The first tax cut for the very rich is called the American Health Care Act, the not so hidden fine print in a bill that is also a horror story for tens of millions of Americans who would be deprived of health coverage and millions more who are threatened with bankruptcy for being sick.

And, no doubt many of the 217 Republican Congress members who narrowly passed the bill are among those expected to benefit from the nearly $600 billion tax cut in the AHCA, most of which goes to those with incomes of over $1 million a year.

What does the rest of America get? A nightmare, which ought to violate the Constitutional ban on cruel and unusual punishment.

Yes indeed: I quite agree. Here is more:

Most notably, the legislation, if enacted, would eviscerate $880 billion from Medicaid, affecting low income Americans, with a cap on federal reimbursements to states, an open invitation for states to cut eligibility and reduce covered services.

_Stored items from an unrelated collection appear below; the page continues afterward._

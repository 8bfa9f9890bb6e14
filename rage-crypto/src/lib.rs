//! Encryption support for RAGE package files.
//!
//! This crate provides:
//! - The fixed-key AES-128-ECB cipher used for table-of-contents and
//!   payload decryption
//! - The `KeystreamProvider` abstraction for the name-keyed XOR stream
//!   used by NG-encrypted archives

pub mod ecb;
pub mod error;
pub mod keystream;

pub use error::CryptoError;
pub use keystream::{KeystreamProvider, UnavailableKeystream};

/// Result type for crypto operations.
pub type Result<T> = std::result::Result<T, CryptoError>;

It is especially punitive for people with what the insurance companies endearingly call pre-existing conditions, which is virtually any existing health status from asthma to cancer, with the added discrimination against women, notably higher costs for pregnancy.

Under the AHCA, 40-year olds could be hit with massive increases in costs for premiums of $142,650 for metastatic cancer, $26,580 for rheumatoid arthritis, $18,720 for congestive heart failure, $17,320 for pregnancy, $8,490 for certain mental health conditions, $5,600 for diabetes, and $4.340 for asthma, according to the Center for American Progress.

Yes indeed - and no one but rich men can afford such premiums. Besides, this goes completely counter to the idea of healthinsurance and indeed of insurance, which is that all pay to help the relatively few who do get ill.

Here is the last bit that I'll quote from this article:

You’d think the 217 heartless legislators who voted for this monstrosity would be hiding their heads in shame. Instead they engaged in a raucous celebration, wheeling a sled full of beer into the Capitol and then holding a victory rally in the White House Rose Garden with President Trump. 

Yes indeed. And this is a recommended article.